Read through the records below and copy each line that uses the word "entry".

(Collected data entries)
————

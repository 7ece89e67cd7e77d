//! In-memory implementation of the `Store` port.
//!
//! A JSON tree behind a lock plus a listener registry. Faithful to the
//! remote store's observable contract: subscribers get the current value
//! immediately, then every change affecting their path, strictly in write
//! order; registering a second listener on a path detaches the first.
//! Used as the primary test double and for embedded/offline runs.

use std::sync::RwLock;

use async_trait::async_trait;
use dashmap::DashMap;
use serde_json::{Map, Value};
use tokio::sync::mpsc;
use tracing::debug;

use domains::error::StoreError;
use domains::paths::DbPath;
use domains::ports::{Store, Subscription};

#[derive(Default)]
pub struct MemoryStore {
    tree: RwLock<Value>,
    listeners: DashMap<String, mpsc::UnboundedSender<Option<Value>>>,
}

impl MemoryStore {
    pub fn new() -> Self {
        Self { tree: RwLock::new(Value::Object(Map::new())), listeners: DashMap::new() }
    }

    fn lookup(root: &Value, path: &str) -> Option<Value> {
        let mut node = root;
        for segment in path.split('/') {
            node = node.as_object()?.get(segment)?;
        }
        Some(node.clone())
    }

    fn write(root: &mut Value, path: &str, value: Option<Value>) {
        let segments: Vec<&str> = path.split('/').collect();
        let (leaf, parents) = segments.split_last().expect("path has at least one segment");

        let mut node = root;
        for segment in parents {
            if !node.is_object() {
                *node = Value::Object(Map::new());
            }
            node = node
                .as_object_mut()
                .expect("just ensured object")
                .entry(segment.to_string())
                .or_insert_with(|| Value::Object(Map::new()));
        }
        if !node.is_object() {
            *node = Value::Object(Map::new());
        }
        let object = node.as_object_mut().expect("just ensured object");
        match value {
            Some(value) => {
                object.insert(leaf.to_string(), value);
            }
            None => {
                object.remove(*leaf);
            }
        }
    }

    /// Two paths affect each other when one is an ancestor of the other.
    fn related(a: &str, b: &str) -> bool {
        let mut a_segments = a.split('/');
        let mut b_segments = b.split('/');
        loop {
            match (a_segments.next(), b_segments.next()) {
                (Some(x), Some(y)) if x == y => continue,
                (Some(_), Some(_)) => return false,
                _ => return true,
            }
        }
    }

    /// Pushes the current value at every listener whose path is related to
    /// the written one. Listeners whose receiver is gone are pruned on every
    /// write, related or not; that is the detach point for dropped
    /// subscriptions.
    fn notify(&self, written: &str) {
        let tree = self.tree.read().expect("store lock poisoned");
        let mut dead = Vec::new();

        for entry in self.listeners.iter() {
            let listener_path = entry.key();
            if !Self::related(listener_path, written) {
                if entry.value().is_closed() {
                    dead.push(listener_path.clone());
                }
                continue;
            }
            let current = Self::lookup(&tree, listener_path);
            if entry.value().send(current).is_err() {
                dead.push(listener_path.clone());
            }
        }
        drop(tree);

        for path in dead {
            self.listeners.remove(&path);
            debug!(path, "listener detached");
        }
    }
}

#[async_trait]
impl Store for MemoryStore {
    async fn get(&self, path: &DbPath) -> Result<Option<Value>, StoreError> {
        let tree = self.tree.read().expect("store lock poisoned");
        Ok(Self::lookup(&tree, path.as_str()))
    }

    async fn set(&self, path: &DbPath, value: Value) -> Result<(), StoreError> {
        {
            let mut tree = self.tree.write().expect("store lock poisoned");
            Self::write(&mut tree, path.as_str(), Some(value));
        }
        self.notify(path.as_str());
        Ok(())
    }

    async fn update(
        &self,
        path: &DbPath,
        changes: Vec<(String, Value)>,
    ) -> Result<(), StoreError> {
        {
            let mut tree = self.tree.write().expect("store lock poisoned");
            for (field_path, value) in changes {
                let full = format!("{}/{}", path.as_str(), field_path);
                Self::write(&mut tree, &full, Some(value));
            }
        }
        self.notify(path.as_str());
        Ok(())
    }

    async fn delete(&self, path: &DbPath) -> Result<(), StoreError> {
        {
            let mut tree = self.tree.write().expect("store lock poisoned");
            Self::write(&mut tree, path.as_str(), None);
        }
        self.notify(path.as_str());
        Ok(())
    }

    fn subscribe(&self, path: &DbPath) -> Subscription {
        let (tx, rx) = mpsc::unbounded_channel();

        let initial = {
            let tree = self.tree.read().expect("store lock poisoned");
            Self::lookup(&tree, path.as_str())
        };
        // The channel is fresh; this send cannot fail.
        let _ = tx.send(initial);

        // Replacing the sender closes the previous listener's channel,
        // enforcing one live listener per path.
        if self.listeners.insert(path.as_str().to_string(), tx).is_some() {
            debug!(path = path.as_str(), "previous listener replaced");
        }

        Subscription::new(path.as_str(), rx)
    }
}

#[cfg(test)]
mod tests {
    use super::*;
    use serde_json::json;

    #[tokio::test]
    async fn set_get_delete_round_trip() {
        let store = MemoryStore::new();
        let path = DbPath::bottle("b1");

        store.set(&path, json!({ "owner_uid": "u1" })).await.unwrap();
        assert_eq!(store.get(&path).await.unwrap(), Some(json!({ "owner_uid": "u1" })));

        store.delete(&path).await.unwrap();
        assert_eq!(store.get(&path).await.unwrap(), None);
    }

    #[tokio::test]
    async fn update_addresses_nested_fields() {
        let store = MemoryStore::new();
        let path = DbPath::bottle("b1");
        store.set(&path, json!({ "status": { "locked": true }, "opened_at": null })).await.unwrap();

        store
            .update(
                &path,
                vec![
                    ("status/locked".to_string(), json!(false)),
                    ("opened_at".to_string(), json!(123.0)),
                ],
            )
            .await
            .unwrap();

        let value = store.get(&path).await.unwrap().unwrap();
        assert_eq!(value["status"]["locked"], json!(false));
        assert_eq!(value["opened_at"], json!(123.0));
    }

    #[tokio::test]
    async fn subscribe_emits_initial_then_changes_in_order() {
        let store = MemoryStore::new();
        let path = DbPath::bottle("b1");

        let mut sub = store.subscribe(&path);
        assert_eq!(sub.recv().await, Some(None));

        store.set(&path, json!({ "n": 1 })).await.unwrap();
        store.set(&path, json!({ "n": 2 })).await.unwrap();
        assert_eq!(sub.recv().await, Some(Some(json!({ "n": 1 }))));
        assert_eq!(sub.recv().await, Some(Some(json!({ "n": 2 }))));
    }

    #[tokio::test]
    async fn child_write_notifies_parent_listener() {
        let store = MemoryStore::new();
        let mut sub = store.subscribe(&DbPath::bottles_root());
        assert_eq!(sub.recv().await, Some(None));

        store.set(&DbPath::bottle("b1"), json!({ "n": 1 })).await.unwrap();
        assert_eq!(sub.recv().await, Some(Some(json!({ "b1": { "n": 1 } }))));
    }

    #[tokio::test]
    async fn sibling_write_does_not_notify() {
        let store = MemoryStore::new();
        let mut sub = store.subscribe(&DbPath::bottle("b1"));
        assert_eq!(sub.recv().await, Some(None));

        store.set(&DbPath::bottle("b2"), json!({ "n": 1 })).await.unwrap();
        store.set(&DbPath::bottle("b1"), json!({ "n": 2 })).await.unwrap();
        // The b2 write never shows up on b1's stream.
        assert_eq!(sub.recv().await, Some(Some(json!({ "n": 2 }))));
    }

    #[tokio::test]
    async fn dropped_listener_is_pruned_by_unrelated_writes() {
        let store = MemoryStore::new();

        let sub = store.subscribe(&DbPath::bottle("b1"));
        assert_eq!(store.listeners.len(), 1);
        drop(sub);

        // b1 is never written again; the sweep still reclaims its slot.
        store.set(&DbPath::presence("x", "u1"), json!({ "last_seen": 1.0 })).await.unwrap();
        assert_eq!(store.listeners.len(), 0);
    }

    #[tokio::test]
    async fn second_subscription_detaches_the_first() {
        let store = MemoryStore::new();
        let path = DbPath::bottle("b1");

        let mut first = store.subscribe(&path);
        assert_eq!(first.recv().await, Some(None));

        let mut second = store.subscribe(&path);
        assert_eq!(first.recv().await, None, "first listener must end");

        store.set(&path, json!({ "n": 1 })).await.unwrap();
        assert_eq!(second.recv().await, Some(None));
        assert_eq!(second.recv().await, Some(Some(json!({ "n": 1 }))));
    }
}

————

→ ANSWER TO THE EXERCISE
                .entry(segment.to_string())
        for entry in self.listeners.iter() {
            let listener_path = entry.key();
                if entry.value().is_closed() {
            if entry.value().send(current).is_err() {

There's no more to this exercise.